State how many lines of the records include the word "SharedFibonacciCache"; the reply is that number alone.

(Stored items from a collection)
+ + +
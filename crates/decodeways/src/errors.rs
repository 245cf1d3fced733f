//! Error handling and exit codes.

use std::process::ExitCode;

use decodeways_core::{exit_codes, DecodeError};

/// Map a failed run to the process exit code.
///
/// Validation failures and I/O failures are both permanent, so every error
/// maps to [`exit_codes::ERROR_GENERIC`].
pub fn handle_error(err: &anyhow::Error) -> i32 {
    if let Some(decode) = err.downcast_ref::<DecodeError>() {
        tracing::debug!(error = %decode, "input rejected");
    }
    exit_codes::ERROR_GENERIC
}

/// [`handle_error`] as an [`ExitCode`].
pub fn exit_code(err: &anyhow::Error) -> ExitCode {
    u8::try_from(handle_error(err)).map_or(ExitCode::FAILURE, ExitCode::from)
}

#[cfg(test)]
mod tests {
    use super::*;

    #[test]
    fn error_codes() {
        let decode = anyhow::Error::new(DecodeError::LeadingZero);
        assert_eq!(handle_error(&decode), 1);

        let io = anyhow::Error::new(std::io::Error::from(std::io::ErrorKind::NotFound));
        assert_eq!(handle_error(&io), 1);
    }

    #[test]
    fn context_preserves_decode_error() {
        let err = anyhow::Error::new(DecodeError::EmptyInput).context("invalid input");
        assert!(err.downcast_ref::<DecodeError>().is_some());
        assert_eq!(handle_error(&err), exit_codes::ERROR_GENERIC);
    }
}
//! Parallel counting of independent inputs over one shared cache.

use num_bigint::BigUint;
use rayon::prelude::*;

use crate::counter::ClusterCounter;
use crate::error::DecodeError;
use crate::fib_cache::SharedFibonacciCache;

/// Count every input on the rayon pool, sharing one Fibonacci table.
///
/// Results come back in input order; each equals what a fresh
/// [`ClusterCounter`] returns for the same bytes.
pub fn count_all(inputs: &[&[u8]]) -> Vec<Result<BigUint, DecodeError>> {
    let cache = SharedFibonacciCache::new();
    count_all_with(&cache, inputs)
}

/// Like [`count_all`], but grows a caller-owned shared cache.
pub fn count_all_with(
    cache: &SharedFibonacciCache,
    inputs: &[&[u8]],
) -> Vec<Result<BigUint, DecodeError>> {
    inputs
        .par_iter()
        .map(|input| ClusterCounter::with_cache(cache).count(input))
        .collect()
}
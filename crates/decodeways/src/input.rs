//! Reading the digit string from disk.

use std::path::Path;

use anyhow::{Context, Result};

/// Read the whole file into memory.
///
/// With `trim`, trailing ASCII whitespace is dropped so a file saved with a
/// final newline still counts.
pub fn read_input(path: &Path, trim: bool) -> Result<Vec<u8>> {
    let mut bytes =
        std::fs::read(path).with_context(|| format!("cannot read '{}'", path.display()))?;
    if trim {
        let keep = bytes.trim_ascii_end().len();
        bytes.truncate(keep);
    }
    tracing::debug!(path = %path.display(), bytes = bytes.len(), "input loaded");
    Ok(bytes)
}
/// OpenAI-compatible chat completions backend.
pub mod cloud;
pub use crate::vendors::cloud::{CloudCapability, CloudConfig};
pub use crate::{
    PromptConfig, PromptTask, PromptTemplates, SetupError, SummarizerConfig, SummaryFormat,
    SummaryKind, SummaryLength, Toolkit, TranslatorConfig,
};
pub use glossa_core::prelude::*;
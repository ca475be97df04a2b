use handlebars::Handlebars;

use crate::errors::SetupError;

pub const TRANSLATE: &str = "translate";
pub const SUMMARIZE: &str = "summarize";
pub const GRAMMAR: &str = "grammar";
pub const PRONUNCIATION: &str = "pronunciation";

const TRANSLATE_TEMPLATE: &str = "You are a translation engine inside a reading assistant.
Translate the user's text from {{source_language}} to {{target_language}}.
Preserve line breaks and formatting. Reply with the translation only, without notes or quotes.";

const SUMMARIZE_TEMPLATE: &str = "Summarize the user's text.
{{kind_instruction}} Keep it {{length_instruction}}.
{{#if plain_text}}Write plain text without markdown.{{else}}Format the answer as markdown.{{/if}}
{{#if context}}Background for the reader: {{context}}{{/if}}";

const GRAMMAR_TEMPLATE: &str = "You are a {{language}} grammar tutor.
Break the user's sentence into phrases and give the grammatical role of each.
Explain conjugations, particles and agreement, and point out mistakes with a corrected sentence.
Write the explanation in {{explanation_language}}.";

const PRONUNCIATION_TEMPLATE: &str = "You are a {{language}} pronunciation coach.
For the user's text give the IPA transcription{{#if romanization}} and a romanization{{/if}}, mark stressed syllables,
and add short tips for sounds a learner is likely to get wrong. Keep the answer brief.";

/// Registry of system-instruction templates.
///
/// Rendering is plain text: HTML escaping is disabled.
pub struct PromptTemplates {
    registry: Handlebars<'static>,
}

impl PromptTemplates {
    /// Builds the registry with the built-in templates.
    pub fn new() -> Result<Self, SetupError> {
        let mut registry = Handlebars::new();
        registry.register_escape_fn(handlebars::no_escape);
        let mut templates = Self { registry };
        for (name, template) in [
            (TRANSLATE, TRANSLATE_TEMPLATE),
            (SUMMARIZE, SUMMARIZE_TEMPLATE),
            (GRAMMAR, GRAMMAR_TEMPLATE),
            (PRONUNCIATION, PRONUNCIATION_TEMPLATE),
        ] {
            templates.set(name, template)?;
        }
        Ok(templates)
    }

    /// Registers or replaces the template stored under `name`.
    pub fn set(&mut self, name: &str, template: &str) -> Result<(), SetupError> {
        self.registry
            .register_template_string(name, template)
            .map_err(|e| SetupError::Template(format!("{name}: {e}")))
    }

    pub fn render(&self, name: &str, data: &serde_json::Value) -> Result<String, SetupError> {
        self.registry
            .render(name, data)
            .map(|rendered| rendered.trim().to_owned())
            .map_err(|e| SetupError::Template(format!("{name}: {e}")))
    }
}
+ + +
_Written answer_:
3